Not only does AIS cost less, it draws less than 10% of the power, is more accurate for collision avoidance, works in heavy rain and around blind corners, doesn't give false alarms like radar guard functions, and gives you the name of the vessel so you can contact them. An AIS receiver is hands down a better bang for the buck.

In my experience, even a one-channel receiver gives you 80% of the value of AIS. Although I have a transponder, I will pick up the ship's Class A signal before it picks up my weaker Class B signal and will make a course correction to keep the CPA over 1 mile before the ship is aware of my presence. I would rather have the ship maintain its course than create confusion on the bridge.
I guess offshore is a variable definition. 10 miles? 50 miles? 200 miles? Major crossing? Yes, I have experience offshore doing all of it.

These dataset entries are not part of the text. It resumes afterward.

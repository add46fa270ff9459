//! RAII scope guards for environment bindings.
//!
//! [`ScopedInterpreter`] remembers every binding pushed through it and
//! removes them, innermost first, when dropped: on normal return, on `?`
//! propagation, and during unwinding. If a `bind` fails midway, only the
//! bindings that were actually pushed are removed.
//!
//! The guard holds `&mut Interpreter` and implements `Deref`/`DerefMut`, so
//! evaluation continues through the guard:
//!
//! ```text
//! let mut scoped = interpreter.scoped();
//! scoped.bind(&x, value)?;
//! body.accept(&mut *scoped)
//! // `x` removed here
//! ```

use std::ops::{Deref, DerefMut};

use hulk_diagnostic::HulkResult;
use hulk_ir::Token;

use super::Interpreter;
use crate::{CallFrame, Value};

pub struct ScopedInterpreter<'guard, 'interp> {
    interpreter: &'guard mut Interpreter<'interp>,
    /// Tokens bound through this guard, in push order.
    bound: Vec<Token>,
    /// Whether this guard owns the top call frame.
    frame: bool,
}

impl ScopedInterpreter<'_, '_> {
    /// Push a binding that lives until the guard is dropped. Nothing is
    /// pushed on error.
    pub fn bind(&mut self, identifier: &Token, value: Value) -> HulkResult<()> {
        self.interpreter.env.set(identifier, value)?;
        self.bound.push(identifier.clone());
        Ok(())
    }

    /// Number of bindings this guard will remove.
    #[inline]
    pub fn bound_count(&self) -> usize {
        self.bound.len()
    }
}

impl Drop for ScopedInterpreter<'_, '_> {
    fn drop(&mut self) {
        for identifier in self.bound.iter().rev() {
            self.interpreter.env.remove(identifier);
        }
        if self.frame {
            self.interpreter.call_stack.pop();
        }
    }
}

impl<'interp> Deref for ScopedInterpreter<'_, 'interp> {
    type Target = Interpreter<'interp>;

    fn deref(&self) -> &Self::Target {
        self.interpreter
    }
}

impl DerefMut for ScopedInterpreter<'_, '_> {
    fn deref_mut(&mut self) -> &mut Self::Target {
        self.interpreter
    }
}

impl<'a> Interpreter<'a> {
    /// Open a binding scope that is unwound when the guard drops.
    pub fn scoped(&mut self) -> ScopedInterpreter<'_, 'a> {
        ScopedInterpreter {
            interpreter: self,
            bound: Vec::new(),
            frame: false,
        }
    }

    /// Open a binding scope for a user-function call. Fails without
    /// pushing anything if the call would exceed the recursion limit.
    pub(crate) fn call_frame(&mut self, frame: CallFrame) -> HulkResult<ScopedInterpreter<'_, 'a>> {
        self.call_stack.push(frame)?;
        Ok(ScopedInterpreter {
            interpreter: self,
            bound: Vec::new(),
            frame: true,
        })
    }

    /// Run `f` with `bindings` pushed in order; all of them are removed
    /// when `f` returns or a binding fails.
    pub fn with_bindings<T, F, I>(&mut self, bindings: I, f: F) -> HulkResult<T>
    where
        F: FnOnce(&mut ScopedInterpreter<'_, 'a>) -> HulkResult<T>,
        I: IntoIterator<Item = (Token, Value)>,
    {
        let mut scoped = self.scoped();
        for (identifier, value) in bindings {
            scoped.bind(&identifier, value)?;
        }
        f(&mut scoped)
    }
}

#[cfg(test)]
#[expect(clippy::unwrap_used, reason = "Tests use unwrap for brevity")]
mod tests;
//! Pretty-printer for expression trees.
//!
//! Renders an [`Expr`] back to Hulk surface syntax. Nested compound operands
//! are parenthesized; everything else prints as written. Used for debug
//! logging of registered declarations and in tests.

use crate::ast::{
    BinaryExpr, CallExpr, ConditionalExpr, Expr, FunctionDecl, LetInExpr, UnaryExpr,
};
use crate::{Literal, StringInterner, Token, Visitor};

/// Render `expr` as Hulk source text.
pub fn print_expr(expr: &Expr, interner: &StringInterner) -> String {
    expr.accept(&mut Printer { interner })
}

struct Printer<'a> {
    interner: &'a StringInterner,
}

impl Printer<'_> {
    fn name(&self, token: &Token) -> &'static str {
        self.interner.lookup(token.lexeme())
    }

    /// Print an operand, wrapping it in parentheses if it is compound.
    fn operand(&mut self, expr: &Expr) -> String {
        let text = expr.accept(self);
        match expr {
            Expr::Binary(_) | Expr::Conditional(_) | Expr::LetIn(_) | Expr::Function(_) => {
                format!("({text})")
            }
            _ => text,
        }
    }

    /// Operand of a prefix operator. A nested prefix or a negative number
    /// is parenthesized so the two signs stay apart: `-(-1)`, `!(!x)`.
    fn prefix_operand(&mut self, expr: &Expr) -> String {
        let nested_sign = match expr {
            Expr::Unary(_) => true,
            Expr::Literal(Literal::Number(n)) => n.is_sign_negative(),
            _ => false,
        };
        if nested_sign {
            format!("({})", expr.accept(self))
        } else {
            self.operand(expr)
        }
    }

    fn list(&mut self, items: &[Expr]) -> String {
        items
            .iter()
            .map(|item| item.accept(self))
            .collect::<Vec<_>>()
            .join(", ")
    }
}

impl Visitor for Printer<'_> {
    type Output = String;

    fn visit_literal(&mut self, literal: &Literal) -> String {
        literal.to_string()
    }

    fn visit_unary(&mut self, expr: &UnaryExpr) -> String {
        format!("{}{}", expr.op.as_symbol(), self.prefix_operand(&expr.operand))
    }

    fn visit_binary(&mut self, expr: &BinaryExpr) -> String {
        let left = self.operand(&expr.left);
        let right = self.operand(&expr.right);
        format!("{left} {} {right}", expr.op.as_symbol())
    }

    fn visit_conditional(&mut self, expr: &ConditionalExpr) -> String {
        let condition = expr.condition.accept(self);
        let then_branch = self.operand(&expr.then_branch);
        let else_branch = expr.else_branch.accept(self);
        format!("if ({condition}) {then_branch} else {else_branch}")
    }

    fn visit_let_in(&mut self, expr: &LetInExpr) -> String {
        let bindings = expr
            .bindings
            .iter()
            .map(|b| format!("{} = {}", self.name(&b.identifier), b.value.accept(self)))
            .collect::<Vec<_>>()
            .join(", ");
        format!("let {bindings} in {}", expr.body.accept(self))
    }

    fn visit_variable(&mut self, identifier: &Token) -> String {
        self.name(identifier).to_string()
    }

    fn visit_function(&mut self, decl: &FunctionDecl) -> String {
        let params = decl
            .parameters
            .iter()
            .map(|p| self.name(p))
            .collect::<Vec<_>>()
            .join(", ");
        format!(
            "function {}({params}) => {}",
            self.name(&decl.identifier),
            decl.body.accept(self)
        )
    }

    fn visit_call(&mut self, expr: &CallExpr) -> String {
        format!("{}({})", self.name(&expr.identifier), self.list(&expr.arguments))
    }
}

#[cfg(test)]
#[expect(clippy::unwrap_used, reason = "Tests use unwrap for brevity")]
mod tests;
//! Live call stack of user-function calls.
//!
//! Each call to a user function pushes a frame and pops it on return. The
//! depth limit is checked on `push`, so runaway recursion surfaces as a
//! semantic error instead of exhausting memory.

use hulk_diagnostic::{errors, HulkError};
use hulk_ir::Name;

/// A single frame in the live call stack.
#[derive(Copy, Clone, Debug, PartialEq, Eq)]
pub struct CallFrame {
    /// Interned function name.
    pub name: Name,
    /// Number of arguments, which selects the overload.
    pub arity: usize,
    /// Offset of the call site.
    pub offset: u32,
}

#[derive(Clone, Debug, Default)]
pub struct CallStack {
    frames: Vec<CallFrame>,
    max_depth: Option<usize>,
}

impl CallStack {
    /// `max_depth` is `None` for unlimited.
    pub fn new(max_depth: Option<usize>) -> Self {
        CallStack {
            frames: Vec::new(),
            max_depth,
        }
    }

    /// Push a call frame, checking the depth limit. The frame is not pushed
    /// on overflow.
    pub fn push(&mut self, frame: CallFrame) -> Result<(), HulkError> {
        if let Some(max) = self.max_depth {
            if self.frames.len() >= max {
                return Err(errors::recursion_limit_exceeded(max, frame.offset));
            }
        }
        self.frames.push(frame);
        Ok(())
    }

    /// Pop the most recent call frame.
    ///
    /// # Panics
    ///
    /// Panics in debug builds if the stack is empty.
    pub fn pop(&mut self) {
        debug_assert!(
            !self.frames.is_empty(),
            "CallStack::pop() called on empty stack"
        );
        self.frames.pop();
    }

    #[inline]
    pub fn depth(&self) -> usize {
        self.frames.len()
    }

    #[inline]
    pub fn current_frame(&self) -> Option<&CallFrame> {
        self.frames.last()
    }
}

#[cfg(test)]
#[expect(clippy::unwrap_used, reason = "Tests use unwrap for brevity")]
mod tests;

The claim of 90% of the vessels offshore are transmitting AIS brings up the question "How do you know?". Have you ever transited commercial fishing areas at night? When you see 6 sets of nav lights at night, do you assume there are only 6 other vessels? I make collision avoidance my responsibility, I don't put faith in others sending AIS information, nor running nav lights. For the sake of discussion, let's accept 90% as the number, that leaves 10% of the vessels you can't see. You are comfortable with that?

An AIS transceiver is a wonderful tool, I have one. But it's not a replacement for radar. Until AIS shows 100% of the vessels, which will be never, radar should be the first choice of tool in low visibility situations. Relying on AIS as the only tool in low visibility situations will kill people.

Radar should not be compared with AIS any more than comparing your dinghy with your life-raft.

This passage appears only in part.